IV Retroactive Application of Local Rule Taxing Costs.
This court will only review an issue that has been raised for the first time on appeal under certain narrow circumstances. Marbled Murrelet v. Babbitt, 83 F.3d 1060, 1063-64 (9th Cir.1996). The circumstances are 1) to prevent a miscarriage of justice, 2) when a change in law raises a new issue while an appeal is pending, and 3) when the issue is purely one of law that does not require a developed factual record. See id. The decision to consider an issue not raised below is discretionary, and such an issue should not be decided if it would prejudice the other party. See Kimes v. Stone, 84 F.3d 1121, 1126 (9th Cir.1996).
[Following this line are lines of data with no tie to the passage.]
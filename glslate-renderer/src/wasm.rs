use wasm_bindgen::prelude::*;
use web_sys::console;

use crate::{
    error::Error,
    gl::Renderer,
    scene::{self, View},
};

/// JavaScript wrapper for the demo sandbox: one canvas, one active scene.
#[wasm_bindgen]
pub struct Sandbox {
    renderer: Renderer,
    active: Option<View>,
}

/// Menu row handed to the JS side, derived from the route tree.
#[derive(Debug, serde::Serialize)]
struct MenuRow {
    label: String,
    path: String,
}

#[wasm_bindgen]
impl Sandbox {
    /// Creates a sandbox over the canvas element with the given DOM id.
    #[wasm_bindgen(constructor)]
    pub fn new(canvas_id: &str) -> Result<Sandbox, JsValue> {
        console_error_panic_hook::set_once();

        let renderer = Renderer::create(canvas_id).map_err(to_js)?;
        Ok(Sandbox { renderer, active: None })
    }

    /// The flattened menu as an array of `{label, path}` objects.
    #[wasm_bindgen(js_name = "menuEntries")]
    pub fn menu_entries(&self) -> Result<JsValue, JsValue> {
        let rows: Vec<MenuRow> = scene::flatten_menu(&scene::route_tree())
            .into_iter()
            .map(|entry| MenuRow {
                label: entry.label.to_string(),
                path: entry.path.to_string(),
            })
            .collect();

        serde_wasm_bindgen::to_value(&rows).map_err(|e| JsValue::from_str(&e.to_string()))
    }

    /// Tears down the active view and mounts the scene at `path`.
    pub fn select(&mut self, path: &str) -> Result<(), JsValue> {
        let kind = scene::find_scene(path).ok_or_else(|| to_js(Error::unknown_scene(path)))?;

        // the old view must be fully torn down before the context is reused
        self.active = None;

        let view = View::mount(self.renderer.gl(), kind.create()).map_err(to_js)?;
        self.active = Some(view);
        Ok(())
    }

    /// Pauses the active scene's animation, if any.
    pub fn pause(&self) {
        if let Some(view) = &self.active {
            view.scheduler().set_playing(false);
        }
    }

    /// Resumes the active scene's animation, if any.
    pub fn resume(&self) {
        if let Some(view) = &self.active {
            view.scheduler().set_playing(true);
        }
    }

    /// Resizes the canvas resolution and viewport.
    pub fn resize(&mut self, width: i32, height: i32) {
        self.renderer.resize(width, height);
    }
}

fn to_js(err: Error) -> JsValue {
    JsValue::from_str(&err.to_string())
}

/// Initialize the WASM module
#[wasm_bindgen(start)]
pub fn main() {
    console_error_panic_hook::set_once();
    console::log_1(&"glslate WASM module loaded".into());
}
*376On appeal, McMillan argues that the district court improperly gave retroactive effect to an amended local rule, taxing him for deposition costs that were not taxable under the local rule in effect when McMillan took the depositions. Although he had the opportunity to do so, McMillan did not raise the issue of retroactivity before the district court.
McMillan moved to re-tax costs that the court ordered him to pay, arguing that the court improperly taxed costs for copies of deposition transcripts that Weathersby did not take. He based his argument on a reading of former Local Rule 54.1(c.3.a) (a provision that was not in effect at the time of the arguments), which only allowed costs to be taxed on depositions taken by the prevailing party. The district court denied the motion, explaining that the Local Rule McMillan cited had been amended on January 1, 2000. The applicable rule, according to the district court, was Local Rule 54.1(b.3.a.), as amended, which allows prevailing parties to recover costs for “an original and one copy of any deposition.” That McMillan failed to mention the new rule may indicate he was not aware of it. Regardless, his ignorance does not excuse his failure to properly raise the argument below. Because none of the circumstances in which this court will address an issue not raised below is applicable here, McMillan has waived the argument that the district court improperly gave retroactive effect to the local rule.
CONCLUSION
The district court properly denied McMillan’s motion for judgment as a matter of law because evidence amply supported the jury verdict. The district court did not err in finding that defense counsel’s tactics failed to pervade the trial and prejudice the jury. Finally, the district court did not abuse its discretion in rejecting McMillan’s request to recall Officer Weathersby. The judgment of the district court is hereby AFFIRMED.
xhiS disposition is not intended for publication and may not be cited to or by the courts of this circuit except as provided by Ninth Circuit Rule 36-3.
. McMillan's challenge to the verdict for Weathersby on the two related state claims similarly fails. To the assault and battery charge, Weathersby testified that he never pushed or shoved McMillan and that he never used any force against him. As to the violation of California Civil Code Section 51.7, McMillan’s failure to establish that Weathers-by's actions were motivated by McMillan’s political affiliation debunks any claim he may have had that he was discriminated against on account of it.
. BLAM, a political organization McMillan founded, stands for the “Bivens Law Action Movement.” Its motto is “Better Government Through Litigation.”